Europe N°899 (Yvan Goll)
Europe met à l’honneur le poète Yvan Goll, né dans les Vosges en 1891 et mort à Neuilly en 1950. Poète du dernier expressionnisme, qu’il réforme par une poésie proche du cinéma d’alors, intime jusqu’à sa rupture avec Breton du cercle surréaliste, ami des peintres (Léger, Delaunay, Chagall), son nom sera attaché à une sale affaire de plagiat, après son décès, qui fit grand bruit. La veuve Goll accusera Paul Celan de s’être trop inspiré dans Pavot et mémoire (1952) du livre posthume de son mari L’Herbe du songe. La charge ridicule blessa profondément Celan, et le persuada d’une cabale à son encontre dictée par certains critiques antisémites allemands. Jean Bertho, à qui l’on doit ce salutaire numéro, rappelle toute l’affaire avec précision. En « réhabilitant » ici Goll, le souci premier est de redonner à penser le rôle que joua le poète dans les lettres franco-germaniques. Rappelons qu’il fut interdit dès 33 en Allemagne, dont il abandonna la langue pour le français.

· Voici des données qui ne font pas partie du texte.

mod category;
mod feedback;
mod question;
mod settings;
mod summary;

pub use category::{CategoryError, CategoryKey};
pub use feedback::{AnswerFeedback, OptionMark, mark_options};
pub use question::{QuestionError, QuizQuestion};
pub use settings::NarrationSettings;
pub use summary::{QuizSummary, SummaryError};
use dioxus::prelude::*;
use dioxus_router::{Link, Outlet, Routable};

use crate::views::{HomeView, QuizView};

#[derive(Clone, Routable, PartialEq)]
#[rustfmt::skip]
pub enum Route {
    #[layout(Layout)]
        #[route("/", HomeView)] Home {},
        #[route("/quiz/:category", QuizView)] Quiz { category: String },
}

#[component]
fn Layout() -> Element {
    rsx! {
        div { class: "app",
            header { class: "topbar",
                h1 { "Quiz" }
                nav {
                    Link { to: Route::Home {}, "Home" }
                }
            }
            main { class: "content",
                Outlet::<Route> {}
            }
        }
    }
}
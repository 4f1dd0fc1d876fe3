/// Position within a session, as reported by the server.
///
/// Both the question payload and the answer payload carry a
/// number/total pair; whichever arrived last drives the bar.
#[derive(Debug, Clone, Copy, Default, PartialEq, Eq)]
pub struct Progress {
    question_number: u32,
    total_questions: u32,
}

impl Progress {
    #[must_use]
    pub fn new(question_number: u32, total_questions: u32) -> Self {
        Self {
            question_number,
            total_questions,
        }
    }

    /// Progress at the end of a finished session: bar pinned to 100%.
    #[must_use]
    pub fn finished(total_questions: u32) -> Self {
        Self::new(total_questions, total_questions)
    }

    #[must_use]
    pub fn question_number(&self) -> u32 {
        self.question_number
    }

    #[must_use]
    pub fn total_questions(&self) -> u32 {
        self.total_questions
    }

    /// Percentage for the bar width. A zero total renders as 0, never NaN.
    /// A finished session (number == total) renders as 100.
    #[must_use]
    pub fn percent(&self) -> u32 {
        if self.total_questions == 0 {
            return 0;
        }
        let ratio = f64::from(self.question_number) / f64::from(self.total_questions);
        let percent = (ratio * 100.0).round();
        percent.clamp(0.0, 100.0) as u32
    }

    /// Width value for the bar element, e.g. `"20%"`.
    #[must_use]
    pub fn width_css(&self) -> String {
        format!("{}%", self.percent())
    }

    /// Text next to the bar, e.g. `"Progress: 1 / 5"`.
    #[must_use]
    pub fn label(&self) -> String {
        format!(
            "Progress: {} / {}",
            self.question_number, self.total_questions
        )
    }
}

Si son inspiration suit les bouleversements techniques des temps modernes, ses poèmes, marqués par la tradition juive, usent d’une narration cryptée de symboles, de références géographiques et culturelles. La fluidité de son hermétisme le sépare ainsi de la complexité cassée propre à la syntaxe de Celan. C’est ce dont témoigne l’anthologie proposée et, notamment, le superbe Triptyque vénitien : « est revenu le samedi soir/ Mais dans la cendre et dans le poivre/ Grésillent les ongles noirs d’Abraham Lef ».
Europe N°899 368 pages, 18,30 € (4, rue Marie-Rose 75014 Paris)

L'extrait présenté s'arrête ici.